你递来一束红玫瑰,花瓣上还挂着露水,像含着没说完的话。我伸手去接,指尖触到花刺的瞬间,微微一颤——这份美丽,原来一直带着防备。
小时候以为,红玫瑰就该开得毫无保留。热烈、奔放,像所有故事里写的那样,把整颗心摊开来给人看。后来才懂,它的红不是天生张扬,是日头晒过、雨水淋过,一层层染上去的浓度。那些卷曲的瓣,边缘已经开始发暗,靠近花托的地方却还鲜嫩着。原来再盛大的开放,也是有层次的。
刺长在茎上,细细密密的,摸上去有点扎手。送花的人或许没留意,或者特意留着——毕竟没了刺,玫瑰就显得太顺从了。这让我想起那些没说出口的关心,明明是柔软的,出口时却总带着棱角。怕太温柔被轻视,又怕太直接伤人心,于是长成了刺的模样。每一根小刺底下,都藏着一个缩回去的拥抱。

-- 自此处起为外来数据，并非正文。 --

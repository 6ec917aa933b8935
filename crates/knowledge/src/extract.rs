//! Plain-text extraction for the supported upload formats.

use parley_core::error::IngestError;
use std::path::Path;

pub const SUPPORTED_MIME_TYPES: &[&str] = &[
    "application/pdf",
    "text/plain",
    "text/markdown",
    "application/json",
];

/// Guess a supported MIME type from a file extension.
pub fn mime_from_path(path: &Path) -> Option<&'static str> {
    let ext = path.extension()?.to_str()?.to_ascii_lowercase();
    match ext.as_str() {
        "pdf" => Some("application/pdf"),
        "txt" | "text" => Some("text/plain"),
        "md" | "markdown" => Some("text/markdown"),
        "json" => Some("application/json"),
        _ => None,
    }
}

/// Lowercase, drop parameters (`; charset=utf-8`) and fold aliases.
pub fn normalize_mime(mime_type: &str) -> String {
    let base = mime_type
        .split(';')
        .next()
        .unwrap_or_default()
        .trim()
        .to_ascii_lowercase();
    match base.as_str() {
        "text/x-markdown" => "text/markdown".to_string(),
        _ => base,
    }
}

pub fn is_supported(mime_type: &str) -> bool {
    SUPPORTED_MIME_TYPES.contains(&normalize_mime(mime_type).as_str())
}

/// Extract the text of a document. Fails with `UnsupportedFormat` for any
/// MIME type outside [`SUPPORTED_MIME_TYPES`].
///
/// PDF parsing is CPU-bound; async callers should run this on a blocking
/// thread.
pub fn extract_text(bytes: &[u8], mime_type: &str) -> Result<String, IngestError> {
    let text = match normalize_mime(mime_type).as_str() {
        "application/pdf" => pdf_extract::extract_text_from_mem(bytes)
            .map_err(|e| IngestError::Extraction(e.to_string()))?,
        "text/plain" | "text/markdown" | "application/json" => {
            let text = String::from_utf8_lossy(bytes);
            text.strip_prefix('\u{feff}').unwrap_or(&text).to_string()
        }
        _ => return Err(IngestError::UnsupportedFormat(mime_type.to_string())),
    };

    let text = text.replace("\r\n", "\n");
    if text.trim().is_empty() {
        return Err(IngestError::EmptyDocument);
    }
    Ok(text)
}
//! # Parley Core
//!
//! Domain types, traits, and error definitions for the Parley chat agent.
//! This crate does **no I/O** — it defines the domain model that every other
//! crate implements against.
//!
//! ## Layout
//!
//! Every external capability is a trait here:
//! - [`Provider`] — the vision-capable chat model
//! - [`Embedder`] — text → vector
//! - [`VectorStore`] — namespaced chunk index
//! - [`SessionStore`] — the authoritative conversation record
//! - [`Tool`] — one callable capability, collected in a [`ToolRegistry`]
//!
//! Implementations live in their respective crates, so tests can swap any of
//! them for an in-memory double.

pub mod document;
pub mod embedding;
pub mod error;
pub mod event;
pub mod keyed_lock;
pub mod message;
pub mod provider;
pub mod schema;
pub mod session;
pub mod tool;

// Re-export key types at crate root for ergonomics
pub use document::{DocumentChunk, NamespaceStats, ScoredChunk, VectorStore};
pub use embedding::{Embedder, EmbeddingVersion};
pub use error::{Error, ErrorKind, Result, UserFacingError};
pub use event::{DomainEvent, EventBus};
pub use keyed_lock::KeyedLocks;
pub use message::{ImageRef, Message, Role, SessionId, ToolInvocation};
pub use provider::{ChatMessage, Provider, ProviderRequest, ProviderResponse, ToolCallRequest};
pub use session::{SessionFlags, SessionMeta, SessionStore};
pub use tool::{Tool, ToolContext, ToolKind, ToolRegistry, ToolResult, ToolSpec};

把花插进清水里,看它慢慢舒展开。最外层的瓣开始松动,露出里面更深的红。香气是暗涌的,不凑近几乎闻不见,但整间屋子都浸在那种若有若无的甜里。这多像某些感情,不必时刻挂在嘴边,却渗透在呼吸的空气里。夜越深,花香越清醒,陪着不肯睡去的人,数窗外的星星。
花瓣终究是要落的。先是最外面那片,边缘卷起来,颜色褪成淡紫,轻轻一碰就飘下来。然后一片接一片,在桌上铺成渐变的红。我没急着打扫,任由它们保持着凋零的姿态。美的事物都有期限,玫瑰比谁都懂得——所以在盛开时拼尽全力地红,红到让人忘记它也会枯萎。
最后一瓣落下时,花托裸露出来,绿中带黄,像个小小的杯盏。原来所有的热烈褪去后,留下的是这样朴素的容器。我把干枯的花瓣收进信封,夹进那本很久没翻的诗集。刺还留在茎上,依然尖锐着。
花瓶空了,但水面上浮着一层极细的花粉,在晨光里泛着金。我忽然明白,玫瑰从来不是单纯的美。它的红是心迹,刺是语言,凋零是坦荡。而我们爱它,大概是因为在这束赤红里,照见了自己同样矛盾、同样不肯将就的内心——温柔又带刺,灿烂又短暂,在每一次绽放里,说着比花瓣更层层叠叠的心语。
下次再收到红玫瑰,或许该连刺一起收下。毕竟完整的爱意,本就该带着一点真实的扎手。而生活教会我们最重要的功课,也许就是在握住玫瑰的学会与刺共存。